On distinguera parmi les sociétés précapitalistes, les sociétés antiques et les sociétés féodales. Les sociétés postcoloniales ne sont pas entrées dans le capitalisme par une différenciation sociale ni à partir des sociétés antiques ni à partir des sociétés féodales. Elles sont entrées par une différenciation perturbée. Le monde qu'elles portaient était déstructuré, il ne prolongeait ni le monde antique ni le monde féodal. Il n'a pas pu s'incorporer les éléments du monde capitaliste et se transformer avec cette incorporation. Les sociétés postcoloniales sont ainsi coincées dans un mimétisme auquel ne peut succéder de l'innovation.

L'énergie fossile et la rupture de l'interdépendance sociale.

Le rapport au monde s'est particulièrement compliqué pour les sociétés postcoloniales avec l'énergie fossile qui dissocie le travail humain de l'énergie humaine.
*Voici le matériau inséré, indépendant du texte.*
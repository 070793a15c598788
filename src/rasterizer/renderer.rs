//! Immediate-mode renderer
//!
//! `Renderer` owns every piece of mutable render state: the matrix stack,
//! the pen, the batch being built, the lights, the target surface and its
//! depth buffer. Drawing follows the begin / vertex* / end pattern; all the
//! heavy lifting (assembly, lighting, culling, clipping, rasterization)
//! happens in `end()`.

use std::rc::Rc;

use log::{debug, info, trace, warn};

use super::assemble::{assemble, used_vertices, validate_batch};
use super::clip::{clip_near, Clipped};
use super::error::RenderError;
use super::lighting::{apply_lighting, centroid, cull_back_faces};
use super::math::{Mat4, Vec2, Vec3};
use super::pixel::PixelPipeline;
use super::raster::draw_triangle;
use super::stack::MatrixStack;
use super::surface::{DepthBuffer, Framebuffer};
use super::types::{
    BatchOptions, Color, Face, Light, NormalMode, RenderFlags, Rgba, SamplingMode, Texture, Topology,
    Vertex,
};
use crate::config::RenderConfig;

/// Attributes stamped onto the next emitted vertex
#[derive(Debug, Clone, Copy, PartialEq)]
pub struct Pen {
    pub color: Rgba,
    pub normal: Vec3,
    pub uv: Vec2,
}

impl Default for Pen {
    fn default() -> Self {
        Self {
            color: Rgba::WHITE,
            normal: Vec3::ZERO,
            uv: Vec2::default(),
        }
    }
}

/// Counters accumulated across batches until `reset_stats`
#[derive(Debug, Clone, Copy, Default, PartialEq, Eq)]
pub struct FrameStats {
    pub batches: usize,
    pub faces: usize,
    pub culled: usize,
    pub clipped_away: usize,
    pub triangles: usize,
}

#[derive(Debug, Clone, Copy)]
struct OpenBatch {
    topology: Topology,
    options: BatchOptions,
}

pub struct Renderer {
    config: RenderConfig,
    stack: MatrixStack,
    pen: Pen,
    flags: RenderFlags,
    ambient: Rgba,
    near_clip: f32,
    sampling: SamplingMode,
    texture: Option<Rc<Texture>>,
    lights: Vec<Light>,
    batch: Option<OpenBatch>,
    vertices: Vec<Vertex>,
    faces: Vec<Face>,
    screen: Option<Framebuffer>,
    depth: DepthBuffer,
    stats: FrameStats,
}

impl Default for Renderer {
    fn default() -> Self {
        Self::new(RenderConfig::default())
    }
}

impl Renderer {
    pub fn new(config: RenderConfig) -> Self {
        info!(
            "renderer: {} vertices, {} faces, {} matrices, {} lights",
            config.max_vertices,
            config.max_faces(),
            config.max_matrices,
            config.max_lights
        );
        Self {
            stack: MatrixStack::new(config.max_matrices),
            pen: Pen::default(),
            flags: config.flags,
            ambient: Rgba::rgb(config.ambient[0], config.ambient[1], config.ambient[2]),
            near_clip: config.near_clip,
            sampling: config.sampling,
            texture: None,
            lights: Vec::new(),
            batch: None,
            vertices: Vec::new(),
            faces: Vec::new(),
            screen: None,
            depth: DepthBuffer::default(),
            stats: FrameStats::default(),
            config,
        }
    }

    pub fn config(&self) -> &RenderConfig {
        &self.config
    }

    // ---------------------------------------------------------------
    // Matrix stack
    // ---------------------------------------------------------------

    pub fn push(&mut self) -> Result<(), RenderError> {
        self.stack.push()
    }

    pub fn pop(&mut self) -> Result<(), RenderError> {
        self.stack.pop()
    }

    pub fn load_identity(&mut self) {
        self.stack.load_identity();
    }

    pub fn scale(&mut self, x: f32, y: f32, z: f32) {
        self.stack.scale(x, y, z);
    }

    pub fn translate(&mut self, x: f32, y: f32, z: f32) {
        self.stack.translate(x, y, z);
    }

    /// Euler rotation in degrees
    pub fn rotate(&mut self, x: f32, y: f32, z: f32) {
        self.stack.rotate(x, y, z);
    }

    pub fn matrix(&self) -> &Mat4 {
        self.stack.top()
    }

    pub fn stack_depth(&self) -> usize {
        self.stack.depth()
    }

    // ---------------------------------------------------------------
    // Frame state
    // ---------------------------------------------------------------

    /// Attach the target surface; the depth buffer follows its size.
    ///
    /// Rejects a surface whose pixel storage is too short for its
    /// width, height and pitch.
    pub fn set_screen(&mut self, screen: Framebuffer) -> Result<(), RenderError> {
        if !screen.is_well_formed() {
            return Err(RenderError::BadSurface {
                width: screen.width,
                height: screen.height,
                pitch: screen.pitch,
                len: screen.pixels.len(),
            });
        }
        if screen.width == 0 || screen.height == 0 {
            warn!("renderer: zero-area surface {}x{}", screen.width, screen.height);
        }
        if self.depth.width() != screen.width || self.depth.height() != screen.height {
            info!("renderer: target resized to {}x{}", screen.width, screen.height);
            self.depth.resize(screen.width, screen.height);
        }
        self.screen = Some(screen);
        Ok(())
    }

    pub fn screen(&self) -> Option<&Framebuffer> {
        self.screen.as_ref()
    }

    pub fn take_screen(&mut self) -> Option<Framebuffer> {
        self.screen.take()
    }

    pub fn depth(&self) -> &DepthBuffer {
        &self.depth
    }

    pub fn clear_screen(&mut self, r: f32, g: f32, b: f32) -> Result<(), RenderError> {
        let screen = self.screen.as_mut().ok_or(RenderError::NoScreen)?;
        screen.clear(Rgba::rgb(r, g, b).to_color());
        Ok(())
    }

    pub fn clear_depth(&mut self) {
        self.depth.clear();
    }

    pub fn clear_lights(&mut self) {
        self.lights.clear();
    }

    pub fn lights(&self) -> &[Light] {
        &self.lights
    }

    pub fn set_ambient(&mut self, r: f32, g: f32, b: f32) {
        self.ambient = Rgba::rgb(r, g, b);
    }

    pub fn ambient(&self) -> Rgba {
        self.ambient
    }

    pub fn set_near_clip(&mut self, z: f32) {
        self.near_clip = z;
    }

    pub fn near_clip(&self) -> f32 {
        self.near_clip
    }

    pub fn set_texture(&mut self, texture: Option<Rc<Texture>>) {
        self.texture = texture;
    }

    pub fn set_sampling(&mut self, mode: SamplingMode) {
        self.sampling = mode;
    }

    pub fn sampling(&self) -> SamplingMode {
        self.sampling
    }

    pub fn enable(&mut self, flags: RenderFlags) {
        self.flags.insert(flags);
    }

    pub fn disable(&mut self, flags: RenderFlags) {
        self.flags.remove(flags);
    }

    pub fn flags(&self) -> RenderFlags {
        self.flags
    }

    pub fn is_enabled(&self, flags: RenderFlags) -> bool {
        self.flags.contains(flags)
    }

    pub fn stats(&self) -> FrameStats {
        self.stats
    }

    pub fn reset_stats(&mut self) {
        self.stats = FrameStats::default();
    }

    // ---------------------------------------------------------------
    // Pen
    // ---------------------------------------------------------------

    /// Set the pen color; alpha goes back to 1
    pub fn color(&mut self, r: f32, g: f32, b: f32) {
        self.pen.color = Rgba::rgb(r, g, b);
    }

    pub fn color4(&mut self, r: f32, g: f32, b: f32, a: f32) {
        self.pen.color = Rgba::new(r, g, b, a);
    }

    pub fn normal(&mut self, x: f32, y: f32, z: f32) {
        self.pen.normal = Vec3::new(x, y, z);
    }

    pub fn tex_coord(&mut self, u: f32, v: f32) {
        self.pen.uv = Vec2::new(u, v);
    }

    pub fn pen(&self) -> &Pen {
        &self.pen
    }

    /// Declare a light at the origin of the current matrix
    pub fn light(&mut self, r: f32, g: f32, b: f32) -> Result<(), RenderError> {
        if self.lights.len() >= self.config.max_lights {
            return Err(RenderError::LightOverflow { capacity: self.config.max_lights });
        }
        self.lights.push(Light {
            position: self.stack.top().origin(),
            color: Rgba::rgb(r, g, b),
        });
        Ok(())
    }

    // ---------------------------------------------------------------
    // Primitive batches
    // ---------------------------------------------------------------

    pub fn begin(&mut self, topology: Topology) -> Result<(), RenderError> {
        self.begin_with(topology, BatchOptions::default())
    }

    pub fn begin_with(&mut self, topology: Topology, options: BatchOptions) -> Result<(), RenderError> {
        if self.batch.is_some() {
            return Err(RenderError::BatchInProgress);
        }
        self.vertices.clear();
        self.faces.clear();
        self.batch = Some(OpenBatch { topology, options });
        Ok(())
    }

    /// Explicit normals on a batch; shorthand for `begin_with`
    pub fn begin_explicit_normals(&mut self, topology: Topology) -> Result<(), RenderError> {
        self.begin_with(topology, BatchOptions { normals: NormalMode::Explicit })
    }

    /// Transform a point by the current matrix and add it to the batch
    pub fn vertex(&mut self, x: f32, y: f32, z: f32) -> Result<(), RenderError> {
        if self.batch.is_none() {
            return Err(RenderError::NotInBatch);
        }
        if self.vertices.len() >= self.config.max_vertices {
            self.abort_batch();
            return Err(RenderError::VertexOverflow { capacity: self.config.max_vertices });
        }

        let m = self.stack.top();
        self.vertices.push(Vertex {
            pos: m.transform_point(Vec3::new(x, y, z)),
            normal: m.transform_dir(self.pen.normal).normalize(),
            color: self.pen.color,
            uv: self.pen.uv,
        });
        Ok(())
    }

    /// Number of vertices in the open batch
    pub fn batch_len(&self) -> usize {
        self.vertices.len()
    }

    fn abort_batch(&mut self) {
        self.batch = None;
        self.vertices.clear();
        self.faces.clear();
    }

    /// Close the batch and draw it. Returns the number of triangles rasterized.
    pub fn end(&mut self) -> Result<usize, RenderError> {
        let batch = self.batch.ok_or(RenderError::NotInBatch)?;
        let result = self.draw_batch(batch);
        self.abort_batch();
        result
    }

    fn draw_batch(&mut self, batch: OpenBatch) -> Result<usize, RenderError> {
        let count = self.vertices.len();
        validate_batch(batch.topology, count)?;

        let total = assemble(batch.topology, count, &mut self.faces, self.config.max_faces())?;
        self.stats.batches += 1;
        self.stats.faces += total;
        if total == 0 {
            return Ok(0);
        }

        let screen = self.screen.as_mut().ok_or(RenderError::NoScreen)?;

        // Incomplete trailing primitives do not count toward the centroid
        self.vertices.truncate(used_vertices(batch.topology, count));
        let center = centroid(&self.vertices);

        if self.flags.contains(RenderFlags::LIGHTING) {
            apply_lighting(&mut self.vertices, &self.lights, batch.options.normals, center);
        }

        let culled = if self.flags.contains(RenderFlags::CULLING) {
            cull_back_faces(&mut self.faces, &self.vertices, center)
        } else {
            0
        };

        if self.sampling != SamplingMode::Solid && self.texture.is_none() {
            warn!("renderer: {:?} sampling without a texture, drawing solid", self.sampling);
        }
        let pipeline = PixelPipeline::new(self.flags, self.sampling, self.texture.as_deref(), self.ambient);

        let mut drawn = 0;
        let mut clipped_away = 0;
        for face in &self.faces {
            let clipped = clip_near(
                &self.vertices[face.v0],
                &self.vertices[face.v1],
                &self.vertices[face.v2],
                self.near_clip,
            );
            match &clipped {
                Clipped::Discarded => {
                    clipped_away += 1;
                    continue;
                }
                Clipped::Two(_) => trace!("renderer: face {:?} split at near plane", face.indices()),
                Clipped::One(_) => {}
            }
            for [p, q, r] in clipped.triangles() {
                if draw_triangle(screen, &mut self.depth, &pipeline, p, q, r) {
                    drawn += 1;
                }
            }
        }

        self.stats.culled += culled;
        self.stats.clipped_away += clipped_away;
        self.stats.triangles += drawn;

        debug!(
            "renderer: {:?} batch, {} vertices, {} faces, {} culled, {} clipped away, {} drawn",
            batch.topology, count, total, culled, clipped_away, drawn
        );
        Ok(drawn)
    }

    /// Color currently stored at a pixel of the target surface
    pub fn pixel(&self, x: usize, y: usize) -> Option<Color> {
        self.screen.as_ref().map(|s| s.get_pixel(x, y))
    }
}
L'énergie fossile ne s'est pas substituée à l'énergie humaine et la mécanisation n'a pas mécanisé le travail social. Elle a permis l'introduction massive d'un travail étranger dans le travail indigène. La division sociale du travail ne s'est pas étendue avant de se mécaniser. La transformation du procès de travail a été brutale et non graduelle au contraire des sociétés industrielles. L'urbanisation massive a écrasé la division du travail. L'usage de l'énergie fossile a aggravé la déprise du travail indigène sur le processus de mécanisation du travail. Travail objectif et travail subjectif ont perdu leur unité. Il n'y a pas eu approfondissement et extension de la division sociale du travail, il y a eu aggravation de la distorsion du continuum du travail, la société n'a pu faire corps de par sa division du travail. La dépendance extérieure a surclassé l'interdépendance sociale.
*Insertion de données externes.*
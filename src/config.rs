//! Renderer configuration
//!
//! Uses RON (Rusty Object Notation) for human-readable config files.

use std::fs;
use std::path::Path;

use serde::{Deserialize, Serialize};
use thiserror::Error;

use crate::rasterizer::{RenderFlags, SamplingMode};

/// Error type for config loading
#[derive(Debug, Error)]
pub enum ConfigError {
    #[error("IO error: {0}")]
    Io(#[from] std::io::Error),
    #[error("Parse error: {0}")]
    Parse(#[from] ron::error::SpannedError),
    #[error("Serialize error: {0}")]
    Serialize(#[from] ron::Error),
}

/// Capacities and initial render state for a `Renderer`
#[derive(Debug, Clone, PartialEq, Serialize, Deserialize)]
#[serde(default)]
pub struct RenderConfig {
    /// Vertices accepted between `begin` and `end`
    pub max_vertices: usize,
    /// Faces per batch; defaults to `max_vertices - 2`
    pub max_faces: Option<usize>,
    /// Matrix stack slots, base slot included
    pub max_matrices: usize,
    pub max_lights: usize,
    pub near_clip: f32,
    pub ambient: [f32; 3],
    pub sampling: SamplingMode,
    pub flags: RenderFlags,
}

impl Default for RenderConfig {
    fn default() -> Self {
        Self {
            max_vertices: 100_000,
            max_faces: None,
            max_matrices: 100,
            max_lights: 1000,
            near_clip: 100.0,
            ambient: [1.0, 1.0, 1.0],
            sampling: SamplingMode::Bilinear,
            flags: RenderFlags::empty(),
        }
    }
}

impl RenderConfig {
    pub fn max_faces(&self) -> usize {
        self.max_faces
            .unwrap_or_else(|| self.max_vertices.saturating_sub(2))
    }
}

/// Load a config from a RON file
pub fn load_config<P: AsRef<Path>>(path: P) -> Result<RenderConfig, ConfigError> {
    let contents = fs::read_to_string(path)?;
    load_config_from_str(&contents)
}

/// Save a config to a RON file
pub fn save_config<P: AsRef<Path>>(config: &RenderConfig, path: P) -> Result<(), ConfigError> {
    fs::write(path, config_to_string(config)?)?;
    Ok(())
}

/// Load a config from a RON string (missing fields take their defaults)
pub fn load_config_from_str(s: &str) -> Result<RenderConfig, ConfigError> {
    Ok(ron::from_str(s)?)
}

pub fn config_to_string(config: &RenderConfig) -> Result<String, ConfigError> {
    let pretty = ron::ser::PrettyConfig::new()
        .depth_limit(2)
        .indentor("  ".to_string());
    Ok(ron::ser::to_string_pretty(config, pretty)?)
}

#[cfg(test)]
mod tests {
    use super::*;

    #[test]
    fn test_defaults() {
        let cfg = RenderConfig::default();
        assert_eq!(cfg.max_faces(), 99_998);
        assert_eq!(cfg.near_clip, 100.0);
        assert!(cfg.flags.is_empty());
    }

    #[test]
    fn test_partial_config_keeps_defaults() {
        let cfg = load_config_from_str("(max_lights: 4, near_clip: 50.0, sampling: Nearest)").unwrap();
        assert_eq!(cfg.max_lights, 4);
        assert_eq!(cfg.near_clip, 50.0);
        assert_eq!(cfg.sampling, SamplingMode::Nearest);
        assert_eq!(cfg.max_vertices, 100_000);
    }

    #[test]
    fn test_string_round_trip() {
        let mut cfg = RenderConfig::default();
        cfg.flags = RenderFlags::DEPTH_TEST | RenderFlags::CULLING;
        cfg.max_faces = Some(12);
        let text = config_to_string(&cfg).unwrap();
        assert_eq!(load_config_from_str(&text).unwrap(), cfg);
    }

    #[test]
    fn test_bad_config_is_parse_error() {
        assert!(matches!(load_config_from_str("(max_lights: \"many\")"), Err(ConfigError::Parse(_))));
    }
}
Le travail humain en se mécanisant grâce à l'énergie fossile accroit sa puissance productive. L'énergie fossile relègue brutalement l'énergie humaine dans certaines activités, le travail humain et l'énergie humaine ne sont plus associés qu'aux deux bouts de la chaîne du travail, aux extrémités du travail intellectuel et manuel pour les sociétés riches, à un seul bout pour les autres. Il faut désormais compter avec des machines dans la chaîne du travail humain, un travail mécanisé importé a été accolé à un travail humain local, un travail objectivé allogène s'est mêlé à un travail subjectif local déficient, un travail objectivé qui a eu pour effet principal de disperser le travail social et de le reléguer à son extrémité non qualifiée. Car là où les machines sont produites comme travail humain objectivé, le continuum du travail (objectif et subjectif) n'est pas rompu. Là où elles sont importées, le travail objectivé hétérogène au travail subjectif doit être internalisé et assimilé par ce dernier. Le travail social en s'appropriant les machines, un travail objectivé hétérogène, doit se reconnaître dans cette objectivation mécanique comme une objectivation de lui-même. Le continuum du travail social est nécessaire à sa cohérence, à sa reproduction simple et élargie. Cohérent, sa différenciation ne menace pas son unité. Autrement, le travail local est intégré à un autre travail social qui s'accumule et l'instrumentalise comme moyen de sa réalisation, travail de consommation finale, débouché pour sa production. Le travail local réalise ainsi le travail étranger (consomme la production du travail étranger) sans se réaliser lui-même en tant que travail indépendant, sans ajouter de production propre.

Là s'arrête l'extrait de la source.